- Facebook ads are built across three levels: Campaign (goal), Ad Set (audience + budget), and Ad (creative).
- Choose your campaign objective first. It controls how Meta optimizes your delivery.
- Start with a narrow audience and a $10–$20 daily test budget before scaling spend.
- Meta recommends 1440 x 1440 px (1:1) or 1440 x 1800 px (4:5) images for Facebook Feed.
- Creative or targeting changes trigger a new ad review. Budget and bid changes do not.
- Coinis Campaign Launcher automates first-time setup and publishes your campaign directly to Meta.
Your first Facebook ad can go live today. The process has clear steps, and each one builds on the last. Get the structure right once, and every future campaign gets easier.

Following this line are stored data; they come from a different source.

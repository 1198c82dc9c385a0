//! Anchor Layout - a constraint-based layout engine
//!
//! Widgets are placed by connecting their anchors (edges, centers and
//! baselines) to the anchors of their parent or siblings. Chains, barriers,
//! guidelines, flows and placeholders build on the same connections, and a
//! Cassowary solver turns them into frames.
//!
//! # Example
//!
//! ```rust
//! use anchor_layout::layout_scene;
//!
//! let scene = layout_scene(r#"
//!     [root]
//!     width = 400
//!     height = 300
//!
//!     [[widgets]]
//!     name = "button"
//!     width = 100
//!     height = 40
//!     left = { to = "parent.left" }
//!     right = { to = "parent.right" }
//! "#).unwrap();
//!
//! let (_, frame) = &scene.frames()[1];
//! assert_eq!(frame.x, 150);
//! ```

pub mod error;
pub mod layout;
pub mod scene;

pub use error::Error;
pub use layout::{layout, LayoutConfig, LayoutError, LayoutStats, WidgetTree};
pub use scene::{Scene, SceneError};

/// Parse a TOML scene and lay it out with the configuration it carries
pub fn layout_scene(source: &str) -> Result<Scene, Error> {
    let mut scene = Scene::parse(source)?;
    let stats = scene.layout()?;
    log::debug!("scene laid out in {} passes", stats.passes);
    Ok(scene)
}

/// Same as [`layout_scene`], with a configuration that replaces the scene's own
pub fn layout_scene_with_config(source: &str, config: LayoutConfig) -> Result<Scene, Error> {
    let mut scene = Scene::parse(source)?;
    scene.config = config;
    scene.layout()?;
    Ok(scene)
}

#[cfg(test)]
mod tests {
    use super::*;

    #[test]
    fn test_layout_scene_centers() {
        let scene = layout_scene(
            r#"
            [root]
            width = 200
            height = 100

            [[widgets]]
            name = "box"
            width = 50
            height = 20
            center = { to = "parent.center" }
            "#,
        )
        .unwrap();
        let frames = scene.frames();
        assert_eq!(frames[1].1, layout::Frame::new(75, 40, 50, 20));
    }

    #[test]
    fn test_scene_errors_propagate() {
        let err = layout_scene("[[widgets]]\nname = 3").unwrap_err();
        assert!(matches!(err, Error::Scene(SceneError::Parse(_))));
    }
}
//! Guidelines: zero-size lines placed relative to the parent

use super::compile::{var, PassContext};
use super::solver::{LinearSystem, Strength};
use super::tree::WidgetTree;
use super::types::{AnchorRef, Orientation, WidgetId, UNSET};

/// Where a guideline sits; the three modes are mutually exclusive
#[derive(Debug, Clone, Copy, PartialEq, Default)]
pub enum GuidePosition {
    #[default]
    Unset,
    /// Offset from the parent's begin edge
    Begin(i32),
    /// Offset from the parent's end edge
    End(i32),
    /// Fraction of the parent's size
    Percent(f32),
}

#[derive(Debug, Clone)]
pub struct GuidelineData {
    orientation: Orientation,
    position: GuidePosition,
}

impl GuidelineData {
    /// A vertical guideline is a vertical line with an x position
    pub fn new(orientation: Orientation) -> Self {
        Self {
            orientation,
            position: GuidePosition::Unset,
        }
    }

    pub fn orientation(&self) -> Orientation {
        self.orientation
    }

    /// The axis along which the guideline is positioned
    pub fn axis(&self) -> Orientation {
        self.orientation.other()
    }

    pub fn position(&self) -> GuidePosition {
        self.position
    }

    pub fn set_guide_begin(&mut self, offset: i32) {
        if offset > UNSET {
            self.position = GuidePosition::Begin(offset);
        }
    }

    pub fn set_guide_end(&mut self, offset: i32) {
        if offset > UNSET {
            self.position = GuidePosition::End(offset);
        }
    }

    pub fn set_guide_percent(&mut self, percent: f32) {
        if percent > -1.0 {
            self.position = GuidePosition::Percent(percent);
        }
    }

    pub fn relative_begin(&self) -> i32 {
        match self.position {
            GuidePosition::Begin(offset) => offset,
            _ => UNSET,
        }
    }

    pub fn relative_end(&self) -> i32 {
        match self.position {
            GuidePosition::End(offset) => offset,
            _ => UNSET,
        }
    }

    pub fn relative_percent(&self) -> f32 {
        match self.position {
            GuidePosition::Percent(percent) => percent,
            _ => UNSET as f32,
        }
    }

    /// Position inside a parent content box, if it can be computed.
    /// `content` is `None` while the parent wraps its content.
    pub(crate) fn resolve(&self, content: Option<i32>) -> Option<i32> {
        match self.position {
            GuidePosition::Begin(offset) => Some(offset),
            GuidePosition::End(offset) => content.map(|c| c - offset),
            GuidePosition::Percent(percent) => {
                content.map(|c| (c as f32 * percent + 0.5).floor() as i32)
            }
            GuidePosition::Unset => None,
        }
    }
}

pub(crate) fn add_to_solver(
    tree: &mut WidgetTree,
    system: &mut dyn LinearSystem,
    ctx: &PassContext<'_>,
    id: WidgetId,
) {
    let Some(data) = tree.widget(id).guideline().cloned() else {
        return;
    };
    let axis = data.axis();
    let guide_ref = AnchorRef::new(id, axis.begin());
    let guide = var(system, id, axis.begin());

    if tree.widget(id).pass.resolved[axis.index()] {
        if let Some(value) = tree.final_value(guide_ref) {
            system.set_final(guide, value);
        }
        tree.widget_mut(id).pass.resolved[axis.index()] = false;
        return;
    }

    let parent = ctx.container;
    let parent_begin = var(system, parent, axis.begin());
    let parent_end = var(system, parent, axis.end());
    let parent_wrap = ctx.wrap[axis.index()];

    match data.position() {
        GuidePosition::Begin(offset) => {
            system.add_equality(guide, parent_begin, offset, Strength::Fixed);
            if parent_wrap {
                system.add_greater_than(parent_end, guide, 0, Strength::Equality);
            }
        }
        GuidePosition::End(offset) => {
            system.add_equality(guide, parent_end, -offset, Strength::Fixed);
            if parent_wrap {
                system.add_greater_than(guide, parent_begin, 0, Strength::Equality);
                system.add_greater_than(parent_end, guide, 0, Strength::Equality);
            }
        }
        GuidePosition::Percent(percent) => {
            system.add_percent_of(guide, parent_end, percent, Strength::Fixed);
        }
        GuidePosition::Unset => {}
    }
}

/// Resolve the guideline without the solver. Returns true on success.
pub(crate) fn resolve_direct(tree: &mut WidgetTree, id: WidgetId, content: [Option<i32>; 2]) -> bool {
    let Some(data) = tree.widget(id).guideline().cloned() else {
        return false;
    };
    let axis = data.axis();
    let Some(position) = data.resolve(content[axis.index()]) else {
        return false;
    };
    tree.set_final_value(AnchorRef::new(id, axis.begin()), position);
    tree.set_final_value(AnchorRef::new(id, axis.end()), position);
    let widget = tree.widget_mut(id);
    widget.set_position(axis, position);
    widget.pass.resolved[axis.index()] = true;
    true
}

/// Read back a degenerate line spanning the parent's content box
pub(crate) fn update_from_solver(
    tree: &mut WidgetTree,
    system: &mut dyn LinearSystem,
    id: WidgetId,
    content: [i32; 2],
) {
    let Some(data) = tree.widget(id).guideline().cloned() else {
        return;
    };
    let axis = data.axis();
    let guide = var(system, id, axis.begin());
    let position = system.value(guide);
    let widget = tree.widget_mut(id);
    match axis {
        Orientation::Horizontal => {
            widget.x = position;
            widget.y = 0;
            widget.width = 0;
            widget.height = content[1];
        }
        Orientation::Vertical => {
            widget.x = 0;
            widget.y = position;
            widget.width = content[0];
            widget.height = 0;
        }
    }
}

#[cfg(test)]
mod tests {
    use super::*;

    #[test]
    fn test_modes_are_exclusive() {
        let mut data = GuidelineData::new(Orientation::Vertical);
        data.set_guide_begin(20);
        data.set_guide_end(30);
        assert_eq!(data.relative_begin(), UNSET);
        assert_eq!(data.relative_end(), 30);
        data.set_guide_percent(0.25);
        assert_eq!(data.relative_end(), UNSET);
        assert_eq!(data.relative_percent(), 0.25);
    }

    #[test]
    fn test_negative_values_are_ignored() {
        let mut data = GuidelineData::new(Orientation::Horizontal);
        data.set_guide_begin(10);
        data.set_guide_end(-1);
        assert_eq!(data.position(), GuidePosition::Begin(10));
    }

    #[test]
    fn test_resolve_positions() {
        let mut data = GuidelineData::new(Orientation::Vertical);
        assert_eq!(data.axis(), Orientation::Horizontal);
        data.set_guide_percent(0.25);
        assert_eq!(data.resolve(Some(400)), Some(100));
        assert_eq!(data.resolve(None), None);
        data.set_guide_end(40);
        assert_eq!(data.resolve(Some(400)), Some(360));
        data.set_guide_begin(15);
        assert_eq!(data.resolve(None), Some(15));
    }
}
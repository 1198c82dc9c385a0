//! Cassowary backend for [`LinearSystem`]
//!
//! Wraps the kasuari solver. Strengths map onto a fixed ladder of kasuari
//! weights; only [`Strength::Fixed`] rows are required.

use std::collections::HashMap;

use kasuari::{
    AddConstraintError, Expression, Solver as KasuariSolver, Strength as KasuariStrength,
    Variable as KasuariVariable, WeightedRelation::*,
};

use super::{LinearSystem, Relation, Row, SolverError, Strength, VarId};
use crate::layout::types::AnchorRef;

/// Weight used when a required row turns out to be unsatisfiable
const RELAXED: KasuariStrength = KasuariStrength::STRONG.mul_f64(100.0);

fn kasuari_strength(strength: Strength) -> KasuariStrength {
    match strength {
        Strength::None => KasuariStrength::WEAK,
        Strength::Low => KasuariStrength::WEAK.mul_f64(10.0),
        Strength::Medium => KasuariStrength::WEAK.mul_f64(100.0),
        Strength::High => KasuariStrength::MEDIUM,
        Strength::Highest => KasuariStrength::MEDIUM.mul_f64(10.0),
        Strength::Equality => KasuariStrength::MEDIUM.mul_f64(100.0),
        Strength::Barrier => KasuariStrength::STRONG,
        Strength::Centering => KasuariStrength::STRONG.mul_f64(10.0),
        Strength::Fixed => KasuariStrength::REQUIRED,
    }
}

/// [`LinearSystem`] backed by the kasuari Cassowary solver
pub struct CassowarySystem {
    solver: KasuariSolver,
    variables: Vec<KasuariVariable>,
    /// Reverse lookup for solver change sets
    lookup: HashMap<KasuariVariable, VarId>,
    anchors: HashMap<AnchorRef, VarId>,
    finals: HashMap<VarId, i32>,
    values: HashMap<VarId, f64>,
    /// First failure since the last minimize
    pending: Option<SolverError>,
    rows: usize,
}

impl CassowarySystem {
    pub fn new() -> Self {
        Self {
            solver: KasuariSolver::new(),
            variables: Vec::new(),
            lookup: HashMap::new(),
            anchors: HashMap::new(),
            finals: HashMap::new(),
            values: HashMap::new(),
            pending: None,
            rows: 0,
        }
    }

    /// The anchor variable if one was created this pass
    pub fn find_anchor(&self, anchor: AnchorRef) -> Option<VarId> {
        self.anchors.get(&anchor).copied()
    }

    fn expression(&self, row: &Row) -> Expression {
        let mut expression = Expression::from_constant(row.constant);
        for (var, coefficient) in &row.terms {
            expression = expression + self.variables[var.0] * *coefficient;
        }
        expression
    }

    fn try_add(&mut self, row: &Row, strength: KasuariStrength) -> Result<(), AddConstraintError> {
        let expression = self.expression(row);
        let constraint = match row.relation {
            Relation::Eq => expression | EQ(strength) | 0.0,
            Relation::Ge => expression | GE(strength) | 0.0,
            Relation::Le => expression | LE(strength) | 0.0,
        };
        self.solver.add_constraint(constraint)
    }

    /// Convert a kasuari error to a SolverError with context
    fn convert_kasuari_error(e: AddConstraintError, row: &Row) -> SolverError {
        match e {
            AddConstraintError::UnsatisfiableConstraint => SolverError::Unsatisfiable {
                row: row.to_string(),
            },
            AddConstraintError::DuplicateConstraint => {
                SolverError::Internal(format!("duplicate constraint: {}", row))
            }
            AddConstraintError::InternalSolverError(msg) => {
                SolverError::Internal(format!("{} while adding {}", msg, row))
            }
        }
    }

    fn record(&mut self, error: SolverError) {
        if self.pending.is_none() {
            self.pending = Some(error);
        }
    }
}

impl Default for CassowarySystem {
    fn default() -> Self {
        Self::new()
    }
}

impl LinearSystem for CassowarySystem {
    fn reset(&mut self) {
        *self = Self::new();
    }

    fn anchor_variable(&mut self, anchor: AnchorRef) -> VarId {
        if let Some(&var) = self.anchors.get(&anchor) {
            return var;
        }
        let var = self.create_variable();
        self.anchors.insert(anchor, var);
        var
    }

    fn create_variable(&mut self) -> VarId {
        let var = VarId(self.variables.len());
        let kvar = KasuariVariable::new();
        self.variables.push(kvar);
        self.lookup.insert(kvar, var);
        var
    }

    fn add_row(&mut self, row: Row, strength: Strength) {
        log::trace!("{:?}: {}", strength, row);
        match self.try_add(&row, kasuari_strength(strength)) {
            Ok(()) => self.rows += 1,
            Err(AddConstraintError::UnsatisfiableConstraint) if strength == Strength::Fixed => {
                log::warn!("required row is unsatisfiable, relaxing: {}", row);
                match self.try_add(&row, RELAXED) {
                    Ok(()) => self.rows += 1,
                    Err(e) => self.record(Self::convert_kasuari_error(e, &row)),
                }
            }
            Err(e) => self.record(Self::convert_kasuari_error(e, &row)),
        }
    }

    fn set_final(&mut self, var: VarId, value: i32) {
        self.finals.insert(var, value);
        self.add_equality_constant(var, value);
    }

    fn is_final(&self, var: VarId) -> bool {
        self.finals.contains_key(&var)
    }

    /// Fetch the solution. Rows that were rejected since the last call are
    /// reported afterwards; the values of the accepted rows stay readable.
    fn minimize(&mut self) -> Result<(), SolverError> {
        let changes = self.solver.fetch_changes();
        for (kvar, value) in changes {
            if let Some(var) = self.lookup.get(kvar) {
                self.values.insert(*var, *value);
            }
        }
        match self.pending.take() {
            Some(error) => Err(error),
            None => Ok(()),
        }
    }

    fn value(&self, var: VarId) -> i32 {
        let value = self.values.get(&var).copied().unwrap_or(0.0);
        (value + 0.5).floor() as i32
    }

    fn row_count(&self) -> usize {
        self.rows
    }
}

#[cfg(test)]
mod tests {
    use super::*;

    fn solved(system: &mut CassowarySystem) {
        system.minimize().unwrap();
    }

    #[test]
    fn test_fixed_constraint() {
        let mut system = CassowarySystem::new();
        let width = system.create_variable();
        system.add_equality_constant(width, 100);
        solved(&mut system);
        assert_eq!(system.value(width), 100);
    }

    #[test]
    fn test_equal_constraint() {
        let mut system = CassowarySystem::new();
        let a = system.create_variable();
        let b = system.create_variable();
        // a = b + 20
        system.add_equality(a, b, 20, Strength::Fixed);
        system.set_final(b, 50);
        solved(&mut system);
        assert_eq!(system.value(a), 70);
        assert!(system.is_final(b));
        assert!(!system.is_final(a));
    }

    #[test]
    fn test_inequality_beats_weaker_equality() {
        let mut system = CassowarySystem::new();
        let width = system.create_variable();
        // width >= 50
        let zero = system.create_variable();
        system.set_final(zero, 0);
        system.add_greater_than(width, zero, 50, Strength::Fixed);
        system.add_equality(width, zero, 30, Strength::Highest);
        solved(&mut system);
        assert_eq!(system.value(width), 50);
    }

    #[test]
    fn test_stronger_row_wins() {
        let mut system = CassowarySystem::new();
        let x = system.create_variable();
        let origin = system.create_variable();
        system.set_final(origin, 0);
        system.add_equality(x, origin, 10, Strength::Low);
        system.add_equality(x, origin, 40, Strength::Equality);
        solved(&mut system);
        assert_eq!(system.value(x), 40);
    }

    #[test]
    fn test_centering_with_bias() {
        for (bias, expected) in [(0.5, 40), (0.25, 20), (0.0, 0), (1.0, 80)] {
            let mut system = CassowarySystem::new();
            let left = system.create_variable();
            let right = system.create_variable();
            let parent_left = system.create_variable();
            let parent_right = system.create_variable();
            system.set_final(parent_left, 0);
            system.set_final(parent_right, 100);
            system.add_equality(right, left, 20, Strength::Fixed);
            system.add_centering(left, parent_left, 0, bias, parent_right, right, 0, Strength::Fixed);
            solved(&mut system);
            assert_eq!(system.value(left), expected, "bias {}", bias);
        }
    }

    #[test]
    fn test_ratio_row() {
        let mut system = CassowarySystem::new();
        let [l, t, r, b] = [(); 4].map(|_| system.create_variable());
        system.set_final(l, 0);
        system.set_final(t, 0);
        system.set_final(b, 50);
        // width = 2 * height
        system.add_ratio(r, l, b, t, 2.0, Strength::Fixed);
        solved(&mut system);
        assert_eq!(system.value(r), 100);
    }

    #[test]
    fn test_center_point_on_circle() {
        let mut system = CassowarySystem::new();
        let edges = [(); 4].map(|_| system.create_variable());
        let target = [(); 4].map(|_| system.create_variable());
        for (var, value) in target.iter().zip([100, 100, 120, 120]) {
            system.set_final(*var, value);
        }
        system.add_equality(edges[2], edges[0], 10, Strength::Fixed);
        system.add_equality(edges[3], edges[1], 10, Strength::Fixed);
        system.add_center_point(edges, target, 90.0, 50);
        solved(&mut system);
        // target center (110, 110), 50 to the right
        assert_eq!(system.value(edges[0]), 155);
        assert_eq!(system.value(edges[1]), 105);
    }

    #[test]
    fn test_anchor_variables_are_stable() {
        use crate::layout::types::{AnchorType, WidgetId};
        let mut system = CassowarySystem::new();
        let anchor = AnchorRef::new(WidgetId(3), AnchorType::Left);
        let first = system.anchor_variable(anchor);
        assert_eq!(system.anchor_variable(anchor), first);
        assert_eq!(system.find_anchor(anchor), Some(first));
        system.reset();
        assert_eq!(system.find_anchor(anchor), None);
    }

    #[test]
    fn test_conflicting_required_rows_are_relaxed() {
        let mut system = CassowarySystem::new();
        let x = system.create_variable();
        system.add_equality_constant(x, 100);
        system.add_equality_constant(x, 200);
        solved(&mut system);
        assert_eq!(system.value(x), 100);
        assert_eq!(system.row_count(), 2);
    }
}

Understanding Facebook Ad Structure
Facebook organizes every ad across three distinct levels. Understanding them upfront prevents wasted spend and confusing dashboards later.
Campaigns: The foundation for your advertising goal
A campaign holds a single advertising objective. Traffic, conversions, engagement, app installs. You pick one, and Meta uses it to decide how to optimize delivery. Every ad inside that campaign inherits its goal.
Ad Sets: Targeting and budget layers
Ad sets sit inside a campaign. Each ad set controls your target audience, budget, schedule, bid type, and placements. Per Meta's developer documentation, ad sets group ads that share the same daily or lifetime budget, schedule, bid type, and targeting data. One campaign can hold multiple ad sets, each targeting a different audience.
Ads: The creative and messaging level
Ads live inside ad sets. Your image, video, headline, and body copy all live at this level. Each ad set can hold up to 50 non-archived ads, so you have room to test multiple creative variations without needing new campaigns.
Why structure matters for success
Confuse the levels, and budget ends up in the wrong place. Campaigns drive the objective. Ad sets drive audience and spend. Ads drive the message. Keep them separate and Ads Manager becomes readable from day one.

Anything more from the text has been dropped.